Try it :: Each line in the entries below that holds the word "expected" belongs in the answer.

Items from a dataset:
"""

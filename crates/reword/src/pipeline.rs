//! One compilation run: read, hoist, write.

use crate::error::Error;
use crate::transform::{ImportRegistry, Transformed, hoist};
use reword_syntax::{Node, Outcome, Reader, Writer, reader_for_language, writer_for_language};

/// The result of a successful run.
#[derive(Debug, Clone, PartialEq)]
pub struct Compilation {
    /// Target-language source text.
    pub output: String,
    /// The rewritten tree the output was generated from.
    pub tree: Node,
    pub imports: ImportRegistry,
}

/// A source reader and a target writer joined by the hoisting pass.
pub struct Pipeline<'a> {
    reader: &'a dyn Reader,
    writer: &'a dyn Writer,
}

impl<'a> Pipeline<'a> {
    pub fn new(reader: &'a dyn Reader, writer: &'a dyn Writer) -> Self {
        Self { reader, writer }
    }

    /// Source and target language.
    pub fn languages(&self) -> (&'static str, &'static str) {
        (self.reader.language(), self.writer.language())
    }

    /// Lex `source` and rewrite it into target shape.
    pub fn lower(&self, source: &str) -> Outcome<Transformed> {
        tracing::debug!(language = self.reader.language(), bytes = source.len(), "lexing");
        let tree = self.reader.read(source)?;
        tracing::debug!("hoisting imports");
        Ok(hoist(tree))
    }

    /// Run every phase. Nothing is produced unless all of them succeed.
    pub fn run(&self, source: &str) -> Outcome<Compilation> {
        let Transformed { tree, imports } = self.lower(source)?;
        tracing::debug!(language = self.writer.language(), "generating");
        let output = self.writer.write(&tree)?;
        Ok(Compilation {
            output,
            tree,
            imports,
        })
    }
}

impl Pipeline<'static> {
    /// Look both ends up in the registries.
    pub fn for_languages(from: &str, to: &str) -> Result<Self, Error> {
        let reader =
            reader_for_language(from).ok_or_else(|| Error::UnknownLanguage(from.to_string()))?;
        let writer = writer_for_language(to).ok_or_else(|| Error::UnknownLanguage(to.to_string()))?;
        Ok(Self::new(reader, writer))
    }
}
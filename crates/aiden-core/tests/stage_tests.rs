use aiden_core::stage::{allowed_transitions, validate_transition};
use aiden_core::Stage;
use aiden_core::StageError;
use proptest::prelude::*;

#[test]
fn test_start_transitions() {
    assert!(validate_transition(Stage::Start, Stage::SummaryGenerated).is_ok());

    // Invalid
    assert!(validate_transition(Stage::Start, Stage::StructuresGenerated).is_err());
    assert!(validate_transition(Stage::Start, Stage::WhatIfEvaluated).is_err());
    assert!(validate_transition(Stage::Start, Stage::Recommended).is_err());
}

#[test]
fn test_summary_transitions() {
    assert!(validate_transition(Stage::SummaryGenerated, Stage::StructuresGenerated).is_ok());
    assert!(validate_transition(Stage::SummaryGenerated, Stage::SummaryGenerated).is_ok());

    // Recommendation needs a structure table first
    assert_eq!(
        validate_transition(Stage::SummaryGenerated, Stage::Recommended),
        Err(StageError::IllegalTransition {
            from: Stage::SummaryGenerated,
            to: Stage::Recommended,
        })
    );
}

#[test]
fn test_what_if_loops() {
    assert!(validate_transition(Stage::WhatIfEvaluated, Stage::WhatIfEvaluated).is_ok());
    assert!(validate_transition(Stage::Recommended, Stage::WhatIfEvaluated).is_ok());
    assert!(validate_transition(Stage::WhatIfEvaluated, Stage::SummaryGenerated).is_err());
}

fn any_stage() -> impl Strategy<Value = Stage> {
    prop_oneof![
        Just(Stage::Start),
        Just(Stage::SummaryGenerated),
        Just(Stage::StructuresGenerated),
        Just(Stage::WhatIfEvaluated),
        Just(Stage::Recommended),
    ]
}

proptest! {
    #[test]
    fn prop_all_transitions_are_subset_of_allowed(from in any_stage(), to in any_stage()) {
        let res = validate_transition(from, to);
        let allowed = allowed_transitions(from);

        if res.is_ok() {
            prop_assert!(allowed.contains(&to));
        } else {
            prop_assert!(!allowed.contains(&to));
        }
    }

    #[test]
    fn prop_recommended_needs_structures(from in any_stage()) {
        if validate_transition(from, Stage::Recommended).is_ok() {
            prop_assert!(from >= Stage::StructuresGenerated);
        }
    }
}
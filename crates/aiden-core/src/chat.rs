//! Templated chat replies
//!
//! There is no language understanding here: every reply echoes the question
//! against a preview of the treaty context.

/// Context used before a summary exists
pub const DEFAULT_CONTEXT: &str = "a mid-layer catastrophe treaty with 50M attachment.";

/// Characters of context quoted in a reply
pub const CONTEXT_PREVIEW_CHARS: usize = 80;

/// Closing phrase of every reply
pub const REPLY_TAIL: &str =
    "may improve ROI and balance tail risk under hurricane and hail scenarios.";

/// Reply to `user_text` given the treaty `context`.
///
/// Context is cut to [`CONTEXT_PREVIEW_CHARS`] characters (not bytes).
#[must_use]
pub fn respond(user_text: &str, context: &str) -> String {
    let preview: String = context.chars().take(CONTEXT_PREVIEW_CHARS).collect();
    format!(
        "Considering {preview}..., {} {REPLY_TAIL}",
        user_text.to_lowercase()
    )
}

#[cfg(test)]
mod tests {
    use super::*;

    #[test]
    fn echoes_question_and_ends_with_tail() {
        let reply = respond("lower attachment", "a mid-layer treaty...");
        assert!(reply.contains("lower attachment"));
        assert!(reply.ends_with(REPLY_TAIL));
    }

    #[test]
    fn lowercases_question() {
        let reply = respond("Split Into TWO Layers?", DEFAULT_CONTEXT);
        assert!(reply.contains("split into two layers?"));
    }

    #[test]
    fn truncates_context_by_characters() {
        let context = "é".repeat(100);
        let reply = respond("q", &context);
        let expected = format!("Considering {}...,", "é".repeat(80));
        assert!(reply.starts_with(&expected));
    }

    #[test]
    fn short_context_kept_whole() {
        assert_eq!(
            respond("Raise limit", "short"),
            format!("Considering short..., raise limit {REPLY_TAIL}")
        );
    }

    #[test]
    fn deterministic() {
        assert_eq!(respond("a", "b"), respond("a", "b"));
    }
}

"""

Response to this task ::
        let expected = format!("Considering {}...,", "é".repeat(80));
        assert!(reply.starts_with(&expected));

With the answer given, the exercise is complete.